**THE PROBLEM:** Write out precisely the lines beginning with the line that contains "let identical = match_command_sequence(&a, &b, 0.95);" and ending with the last line of the entries, and no other lines.

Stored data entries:

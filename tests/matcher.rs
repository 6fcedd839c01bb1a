use vil_core::command::{Command, CommandCategory, CommandNode};
use vil_core::matcher::hierarchy::match_command_sequence;

fn label(name: &str, children: Vec<CommandNode>) -> CommandNode {
    CommandNode {
        category: CommandCategory::Section,
        payload: Command::BeginLabel { name: name.into() },
        handle_refs: vec![],
        children,
    }
}

fn draw(vertex_count: u32) -> CommandNode {
    CommandNode::leaf(
        CommandCategory::Draw,
        Command::Draw {
            vertex_count,
            instance_count: 1,
            first_vertex: 0,
            first_instance: 0,
        },
    )
}

// Mirrors S2 from the matcher's end-to-end scenarios: record A has one labelled section with a
// single draw, record B has the same section with two draws. The sections should pair up and
// the shared draw should score a correspondence.
#[test]
fn records_with_an_inserted_draw_still_match_above_half() {
    let a = vec![label("frame", vec![draw(3)])];
    let b = vec![label("frame", vec![draw(3), draw(3)])];

    let result = match_command_sequence(&a, &b, 0.95);

    assert_eq!(result.pairs.len(), 1);
    assert!(result.total_score > 0.5);
}

#[test]
fn unrelated_sequences_score_far_below_identical_ones() {
    let a = vec![label("frame", vec![draw(3), draw(6)])];
    let b = vec![label("frame", vec![draw(3), draw(6)])];
    let c = vec![label("other", vec![draw(999)])];

    let identical = match_command_sequence(&a, &b, 0.95);
    let unrelated = match_command_sequence(&a, &c, 0.95);

    assert!(identical.total_score > unrelated.total_score);
}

**RESPONSE AREA:**
    let identical = match_command_sequence(&a, &b, 0.95);
    let unrelated = match_command_sequence(&a, &c, 0.95);

    assert!(identical.total_score > unrelated.total_score);
}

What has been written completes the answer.